Please return every line of the records that contains the word "base".

-------- RECORD EXTRACTS --------

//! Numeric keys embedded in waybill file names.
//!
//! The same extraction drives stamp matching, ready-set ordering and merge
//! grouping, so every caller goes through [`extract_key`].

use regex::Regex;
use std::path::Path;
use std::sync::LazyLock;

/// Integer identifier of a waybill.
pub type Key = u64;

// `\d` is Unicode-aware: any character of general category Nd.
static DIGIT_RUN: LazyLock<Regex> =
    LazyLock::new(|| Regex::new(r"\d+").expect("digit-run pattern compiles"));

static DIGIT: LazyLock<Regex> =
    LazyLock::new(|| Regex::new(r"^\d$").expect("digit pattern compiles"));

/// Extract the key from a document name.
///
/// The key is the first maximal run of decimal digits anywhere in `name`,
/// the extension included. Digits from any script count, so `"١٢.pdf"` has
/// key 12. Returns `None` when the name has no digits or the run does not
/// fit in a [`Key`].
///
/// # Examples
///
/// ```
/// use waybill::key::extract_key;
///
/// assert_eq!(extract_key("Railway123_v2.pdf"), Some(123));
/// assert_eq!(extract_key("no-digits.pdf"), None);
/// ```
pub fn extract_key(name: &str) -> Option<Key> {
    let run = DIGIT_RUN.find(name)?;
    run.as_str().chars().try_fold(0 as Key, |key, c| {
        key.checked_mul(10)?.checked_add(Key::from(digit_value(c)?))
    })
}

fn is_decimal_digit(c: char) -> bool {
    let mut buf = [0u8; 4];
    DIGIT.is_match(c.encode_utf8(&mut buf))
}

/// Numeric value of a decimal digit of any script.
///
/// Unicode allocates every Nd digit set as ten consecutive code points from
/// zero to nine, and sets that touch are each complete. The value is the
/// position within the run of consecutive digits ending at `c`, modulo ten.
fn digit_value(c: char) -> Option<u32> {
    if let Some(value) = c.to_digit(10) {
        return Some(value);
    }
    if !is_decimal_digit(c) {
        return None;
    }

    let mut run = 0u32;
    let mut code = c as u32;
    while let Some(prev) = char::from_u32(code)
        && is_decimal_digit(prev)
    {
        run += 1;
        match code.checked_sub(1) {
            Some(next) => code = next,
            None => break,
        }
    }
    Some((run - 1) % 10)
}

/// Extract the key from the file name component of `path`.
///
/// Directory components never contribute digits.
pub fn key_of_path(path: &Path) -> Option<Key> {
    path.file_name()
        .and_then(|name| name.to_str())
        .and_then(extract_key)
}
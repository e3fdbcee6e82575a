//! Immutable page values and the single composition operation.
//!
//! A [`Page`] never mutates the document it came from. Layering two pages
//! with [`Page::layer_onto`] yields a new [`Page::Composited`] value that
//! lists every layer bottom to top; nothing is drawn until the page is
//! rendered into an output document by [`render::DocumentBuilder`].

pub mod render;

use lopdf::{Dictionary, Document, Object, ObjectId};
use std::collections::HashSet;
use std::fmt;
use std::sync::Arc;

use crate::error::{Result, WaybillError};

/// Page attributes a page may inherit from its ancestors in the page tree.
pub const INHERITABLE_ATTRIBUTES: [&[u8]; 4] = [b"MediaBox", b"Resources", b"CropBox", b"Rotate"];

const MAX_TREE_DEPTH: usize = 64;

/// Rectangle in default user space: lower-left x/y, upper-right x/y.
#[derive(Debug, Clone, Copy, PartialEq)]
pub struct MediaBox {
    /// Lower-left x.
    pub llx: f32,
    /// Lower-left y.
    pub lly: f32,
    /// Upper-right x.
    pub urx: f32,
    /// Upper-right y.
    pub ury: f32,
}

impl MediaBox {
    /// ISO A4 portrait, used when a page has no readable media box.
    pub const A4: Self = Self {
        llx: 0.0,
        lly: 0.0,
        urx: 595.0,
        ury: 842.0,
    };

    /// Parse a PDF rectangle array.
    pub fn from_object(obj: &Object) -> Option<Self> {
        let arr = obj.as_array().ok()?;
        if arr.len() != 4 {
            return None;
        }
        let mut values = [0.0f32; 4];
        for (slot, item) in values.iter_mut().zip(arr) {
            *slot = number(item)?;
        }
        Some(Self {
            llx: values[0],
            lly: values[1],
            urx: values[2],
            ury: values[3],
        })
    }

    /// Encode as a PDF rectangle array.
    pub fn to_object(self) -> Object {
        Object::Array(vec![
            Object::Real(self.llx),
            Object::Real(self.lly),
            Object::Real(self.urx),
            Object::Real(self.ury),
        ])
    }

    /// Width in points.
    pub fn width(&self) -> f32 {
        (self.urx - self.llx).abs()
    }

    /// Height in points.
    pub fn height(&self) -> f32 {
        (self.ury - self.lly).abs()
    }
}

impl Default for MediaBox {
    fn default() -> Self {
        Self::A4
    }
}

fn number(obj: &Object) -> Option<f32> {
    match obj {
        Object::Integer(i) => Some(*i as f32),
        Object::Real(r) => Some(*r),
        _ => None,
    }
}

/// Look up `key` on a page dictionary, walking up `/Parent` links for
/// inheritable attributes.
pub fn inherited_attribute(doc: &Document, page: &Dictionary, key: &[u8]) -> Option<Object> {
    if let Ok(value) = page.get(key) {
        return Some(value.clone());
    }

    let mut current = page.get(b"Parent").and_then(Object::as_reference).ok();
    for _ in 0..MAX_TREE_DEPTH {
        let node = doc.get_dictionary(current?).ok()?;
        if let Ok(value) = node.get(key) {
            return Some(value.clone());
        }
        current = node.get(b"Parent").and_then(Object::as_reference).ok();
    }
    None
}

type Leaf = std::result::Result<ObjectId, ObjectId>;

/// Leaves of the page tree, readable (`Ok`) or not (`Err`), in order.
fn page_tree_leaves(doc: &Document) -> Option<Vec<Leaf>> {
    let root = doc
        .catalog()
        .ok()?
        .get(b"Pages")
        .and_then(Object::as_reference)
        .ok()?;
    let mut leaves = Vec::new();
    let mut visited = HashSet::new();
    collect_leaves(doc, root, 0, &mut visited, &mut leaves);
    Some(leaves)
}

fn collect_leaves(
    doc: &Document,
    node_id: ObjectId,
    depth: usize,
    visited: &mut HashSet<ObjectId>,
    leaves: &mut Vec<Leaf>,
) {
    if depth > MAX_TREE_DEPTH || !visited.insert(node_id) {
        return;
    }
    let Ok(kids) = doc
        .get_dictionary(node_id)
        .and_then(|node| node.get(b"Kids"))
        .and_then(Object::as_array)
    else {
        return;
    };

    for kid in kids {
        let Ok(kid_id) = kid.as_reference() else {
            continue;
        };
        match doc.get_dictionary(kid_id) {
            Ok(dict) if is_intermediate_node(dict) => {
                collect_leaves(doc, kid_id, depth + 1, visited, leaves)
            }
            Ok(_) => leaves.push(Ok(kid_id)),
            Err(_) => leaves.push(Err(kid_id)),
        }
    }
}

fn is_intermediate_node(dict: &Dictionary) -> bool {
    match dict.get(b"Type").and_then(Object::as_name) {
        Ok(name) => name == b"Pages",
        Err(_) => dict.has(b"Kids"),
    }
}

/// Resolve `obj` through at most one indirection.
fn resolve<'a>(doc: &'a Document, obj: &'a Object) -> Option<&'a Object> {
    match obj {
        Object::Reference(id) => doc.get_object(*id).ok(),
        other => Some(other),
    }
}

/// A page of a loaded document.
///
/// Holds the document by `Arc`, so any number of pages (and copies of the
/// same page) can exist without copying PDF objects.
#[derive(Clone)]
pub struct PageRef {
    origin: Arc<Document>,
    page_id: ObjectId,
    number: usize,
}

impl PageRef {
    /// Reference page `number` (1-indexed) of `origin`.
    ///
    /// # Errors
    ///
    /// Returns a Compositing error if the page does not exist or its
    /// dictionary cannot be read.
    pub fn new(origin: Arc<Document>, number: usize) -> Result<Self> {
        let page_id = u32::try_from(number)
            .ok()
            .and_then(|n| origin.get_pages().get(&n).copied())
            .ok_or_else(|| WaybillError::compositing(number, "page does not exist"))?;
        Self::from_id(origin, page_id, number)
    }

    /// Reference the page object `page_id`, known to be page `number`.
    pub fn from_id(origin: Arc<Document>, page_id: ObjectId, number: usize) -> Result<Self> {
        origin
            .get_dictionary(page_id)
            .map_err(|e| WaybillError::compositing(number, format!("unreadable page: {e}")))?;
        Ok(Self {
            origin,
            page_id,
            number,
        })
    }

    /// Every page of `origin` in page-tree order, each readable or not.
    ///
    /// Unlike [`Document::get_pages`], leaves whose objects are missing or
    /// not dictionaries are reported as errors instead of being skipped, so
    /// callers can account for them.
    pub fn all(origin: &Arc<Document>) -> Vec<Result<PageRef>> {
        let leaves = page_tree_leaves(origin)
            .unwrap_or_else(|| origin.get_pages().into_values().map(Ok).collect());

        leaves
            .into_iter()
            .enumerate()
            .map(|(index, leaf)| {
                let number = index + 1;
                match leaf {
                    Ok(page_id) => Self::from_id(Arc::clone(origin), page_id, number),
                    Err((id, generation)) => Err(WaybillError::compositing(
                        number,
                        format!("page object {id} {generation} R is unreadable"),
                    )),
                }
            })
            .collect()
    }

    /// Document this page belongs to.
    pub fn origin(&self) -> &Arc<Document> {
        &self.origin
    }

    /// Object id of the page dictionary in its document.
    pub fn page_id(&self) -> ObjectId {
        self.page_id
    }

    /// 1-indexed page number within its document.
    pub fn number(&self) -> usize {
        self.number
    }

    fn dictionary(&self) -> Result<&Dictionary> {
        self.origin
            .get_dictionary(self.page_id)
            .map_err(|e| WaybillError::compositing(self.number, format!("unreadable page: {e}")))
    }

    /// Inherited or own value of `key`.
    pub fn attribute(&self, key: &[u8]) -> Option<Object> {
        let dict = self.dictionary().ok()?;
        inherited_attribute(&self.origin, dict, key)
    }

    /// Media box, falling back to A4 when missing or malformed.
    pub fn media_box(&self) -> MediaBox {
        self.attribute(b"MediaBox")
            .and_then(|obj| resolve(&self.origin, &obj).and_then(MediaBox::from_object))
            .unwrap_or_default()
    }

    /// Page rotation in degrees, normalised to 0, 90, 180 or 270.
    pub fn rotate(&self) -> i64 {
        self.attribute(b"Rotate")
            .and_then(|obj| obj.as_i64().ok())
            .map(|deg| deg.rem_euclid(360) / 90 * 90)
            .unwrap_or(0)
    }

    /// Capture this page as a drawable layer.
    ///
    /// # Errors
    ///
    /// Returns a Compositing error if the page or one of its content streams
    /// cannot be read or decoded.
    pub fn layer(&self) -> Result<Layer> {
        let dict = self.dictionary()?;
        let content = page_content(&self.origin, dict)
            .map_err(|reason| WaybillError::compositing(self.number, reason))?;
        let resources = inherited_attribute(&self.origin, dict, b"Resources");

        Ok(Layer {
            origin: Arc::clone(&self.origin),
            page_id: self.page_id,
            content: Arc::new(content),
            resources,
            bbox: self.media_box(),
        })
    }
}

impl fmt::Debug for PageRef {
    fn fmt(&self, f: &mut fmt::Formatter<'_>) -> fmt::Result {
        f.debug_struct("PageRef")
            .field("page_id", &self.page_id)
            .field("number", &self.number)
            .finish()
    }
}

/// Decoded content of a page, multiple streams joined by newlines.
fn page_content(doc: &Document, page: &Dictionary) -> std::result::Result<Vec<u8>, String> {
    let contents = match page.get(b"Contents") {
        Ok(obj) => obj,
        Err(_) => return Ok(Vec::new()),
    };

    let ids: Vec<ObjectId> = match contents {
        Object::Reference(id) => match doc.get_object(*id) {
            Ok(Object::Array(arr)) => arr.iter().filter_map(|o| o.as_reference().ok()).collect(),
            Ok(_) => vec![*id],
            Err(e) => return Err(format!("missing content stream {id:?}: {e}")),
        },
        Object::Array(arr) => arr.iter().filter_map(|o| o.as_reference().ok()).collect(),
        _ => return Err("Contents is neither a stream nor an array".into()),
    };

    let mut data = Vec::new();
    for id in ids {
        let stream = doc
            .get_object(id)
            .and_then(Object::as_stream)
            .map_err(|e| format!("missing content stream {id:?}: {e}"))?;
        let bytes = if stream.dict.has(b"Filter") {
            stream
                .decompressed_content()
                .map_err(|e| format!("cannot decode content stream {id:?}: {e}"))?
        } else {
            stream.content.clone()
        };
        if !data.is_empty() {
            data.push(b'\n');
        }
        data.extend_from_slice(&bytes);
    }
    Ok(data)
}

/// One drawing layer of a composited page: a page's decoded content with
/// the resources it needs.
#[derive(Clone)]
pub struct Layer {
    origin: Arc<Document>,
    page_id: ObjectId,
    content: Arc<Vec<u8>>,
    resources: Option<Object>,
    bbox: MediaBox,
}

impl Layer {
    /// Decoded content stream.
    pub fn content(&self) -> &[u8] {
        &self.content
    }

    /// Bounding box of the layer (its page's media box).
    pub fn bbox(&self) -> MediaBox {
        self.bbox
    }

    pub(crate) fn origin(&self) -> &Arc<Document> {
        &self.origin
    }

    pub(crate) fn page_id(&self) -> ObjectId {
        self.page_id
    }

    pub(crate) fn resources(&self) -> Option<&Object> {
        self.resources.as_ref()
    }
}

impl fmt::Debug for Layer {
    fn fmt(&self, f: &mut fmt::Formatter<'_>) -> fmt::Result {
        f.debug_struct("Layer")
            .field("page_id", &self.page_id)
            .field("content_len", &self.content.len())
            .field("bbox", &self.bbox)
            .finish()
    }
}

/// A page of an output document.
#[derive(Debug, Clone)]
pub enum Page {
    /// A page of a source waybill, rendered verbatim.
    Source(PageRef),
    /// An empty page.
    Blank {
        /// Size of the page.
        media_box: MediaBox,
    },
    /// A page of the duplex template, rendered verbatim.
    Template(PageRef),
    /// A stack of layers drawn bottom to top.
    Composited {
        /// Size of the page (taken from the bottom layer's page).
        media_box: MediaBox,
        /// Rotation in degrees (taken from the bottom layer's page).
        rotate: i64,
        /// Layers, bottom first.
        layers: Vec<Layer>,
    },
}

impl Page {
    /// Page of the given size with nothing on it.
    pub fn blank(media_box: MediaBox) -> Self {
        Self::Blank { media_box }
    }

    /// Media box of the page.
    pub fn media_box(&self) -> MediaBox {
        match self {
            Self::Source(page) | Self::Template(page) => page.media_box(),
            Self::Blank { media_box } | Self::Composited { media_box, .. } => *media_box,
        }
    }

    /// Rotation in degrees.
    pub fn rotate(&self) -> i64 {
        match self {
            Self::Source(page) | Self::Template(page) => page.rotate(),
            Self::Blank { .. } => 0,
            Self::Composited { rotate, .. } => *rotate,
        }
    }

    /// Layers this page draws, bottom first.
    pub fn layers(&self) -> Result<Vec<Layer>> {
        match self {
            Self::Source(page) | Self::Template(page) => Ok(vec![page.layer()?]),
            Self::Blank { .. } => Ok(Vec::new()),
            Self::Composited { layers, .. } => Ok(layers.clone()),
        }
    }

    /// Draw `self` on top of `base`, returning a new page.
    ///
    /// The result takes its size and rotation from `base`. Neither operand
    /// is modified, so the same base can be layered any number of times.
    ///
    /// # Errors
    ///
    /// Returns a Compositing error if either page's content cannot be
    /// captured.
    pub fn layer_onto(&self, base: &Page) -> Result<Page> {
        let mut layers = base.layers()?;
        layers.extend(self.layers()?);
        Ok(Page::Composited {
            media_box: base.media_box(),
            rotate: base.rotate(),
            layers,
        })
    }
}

--------

** FINISHED EXERCISE **
    /// Draw `self` on top of `base`, returning a new page.
    /// The result takes its size and rotation from `base`. Neither operand
    /// is modified, so the same base can be layered any number of times.
    pub fn layer_onto(&self, base: &Page) -> Result<Page> {
        let mut layers = base.layers()?;
            media_box: base.media_box(),
            rotate: base.rotate(),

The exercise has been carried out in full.